Relta: Mr. Anand, weshalb haben Sie in Ihrem Terminkalender
immer einen freien Platz, wenn das Amber-Turnier in Monaco stattfindet?
Anand: Das Geheimnis meines Erfolges stammt von
der indischen Brahmanen-Kaste
Anand: Das Turnier liegt geographisch fast genau auf halbem Weg
zwischen Linares in Spanien und den Deutschland-Turnieren in Dortmund
und Mainz, das macht die Reiseplanung etwas einfacher. Ausserdem
überzeugt mich mein guter Freund Joop Oosterom immer wieder mit einem
guten Angebot, an diesem Turnier teilzunehmen.

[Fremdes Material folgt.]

//! Property registry and periodic publication engine for PropCast
//!
//! Keeps a bounded set of named numeric and string properties, groups them
//! under independent publication periods and, once per scheduler tick,
//! batches every eligible property into a single JSON object handed to an
//! external transport.
//!
//! Key constraints:
//! - Fixed-capacity registries (30 properties, 10 groups)
//! - One publish call per tick, regardless of how many groups are due
//! - Wraparound-safe 32-bit millisecond clock
//! - Value updates may come from any thread or interrupt-free context
//!
//! ```no_run
//! use propcast_core::{
//!     GroupRegistry, PropertyStore, Scheduler, SchedulerConfig,
//!     time::MonotonicClock, traits::Transport,
//! };
//!
//! struct Uplink;
//!
//! impl Transport for Uplink {
//!     fn is_ready(&self) -> bool { true }
//!     fn publish(&mut self, payload: &str) -> bool {
//!         println!("{payload}");
//!         true
//!     }
//! }
//!
//! let mut store = PropertyStore::new();
//! let temperature = store.create_numeric("temp", 100, 2, true)?;
//! let firmware = store.create_string("fw", 16)?;
//!
//! let mut groups = GroupRegistry::new();
//! let fast = groups.create(1_000, true)?;
//! let slow = groups.create(60_000, false)?;
//! groups.add_property(&store, temperature, fast)?;
//! groups.add_property(&store, firmware, slow)?;
//!
//! let mut scheduler = Scheduler::new(&store, groups, MonotonicClock::new(), SchedulerConfig::default());
//! store.update_numeric(temperature, 2_315);
//! scheduler.wake(&mut Uplink);
//! # Ok::<(), propcast_core::PropertyError>(())
//! ```

#![cfg_attr(not(feature = "std"), no_std)]
#![deny(unsafe_code)]
#![warn(missing_docs)]

extern crate alloc;

#[macro_use]
mod macros;

pub mod config;
pub mod constants;
pub mod errors;
pub mod group;
pub mod property;
pub mod scheduler;
pub mod serializer;
pub mod time;
pub mod traits;

// Public API
pub use config::{PropertyDefaults, SchedulerConfig};
pub use errors::{PropertyError, PropertyResult};
pub use group::{GroupId, GroupRegistry, PropertyGroup};
pub use property::{NumericFormat, PropertyId, PropertyKind, PropertyStore};
pub use scheduler::{Batch, Prepared, Scheduler, SchedulerStats, WakeOutcome};
pub use serializer::{PayloadBuilder, PropertyValue};
pub use traits::{TimeSource, Transport};

/// Crate version
pub const VERSION: &str = env!("CARGO_PKG_VERSION");
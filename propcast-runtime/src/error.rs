//! Runtime error types

use propcast_core::PropertyError;
use thiserror::Error;

/// Errors surfaced by the runtime crate
#[derive(Debug, Error)]
pub enum RuntimeError {
    /// Registry or payload error from the core crate
    #[error("property error: {0}")]
    Property(#[from] PropertyError),

    /// The publication task panicked or was aborted
    #[error("property task failed: {0}")]
    Join(#[from] tokio::task::JoinError),
}

/// Result alias for runtime operations
pub type RuntimeResult<T> = Result<T, RuntimeError>;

Relta: Das Turnierformat umfasst jeweils eine
Schnellschachpartie und eine Blindpartie. An das
Schnellschach haben Sie sich ja mittlerweile gewöhnt, was Ihre
Seriensiege bei den Chess Classic in Mainz beweisen. Wie aber bereiten
Sie sich auf eine Blindpartie vor? Gibt es dafür ein spezielles
Training?
Anand: Ja, hier benutze ich eine besondere Form der
transzendellen Meditation, so wie es in Indien bei den Brahmanen
schon immer praktiziert wird. Sie müssen wissen, daß meine Familie und
ich dieser traditionell höchstgestellten Kaste der Priester
und Gelehrten, angehören, so etwas verpflichtet natürlich auch im Schach.
Relta: Was ist denn genau das Geheimnis der brahmanischen
transzendellen Meditation - bezogen auf das Blindschach?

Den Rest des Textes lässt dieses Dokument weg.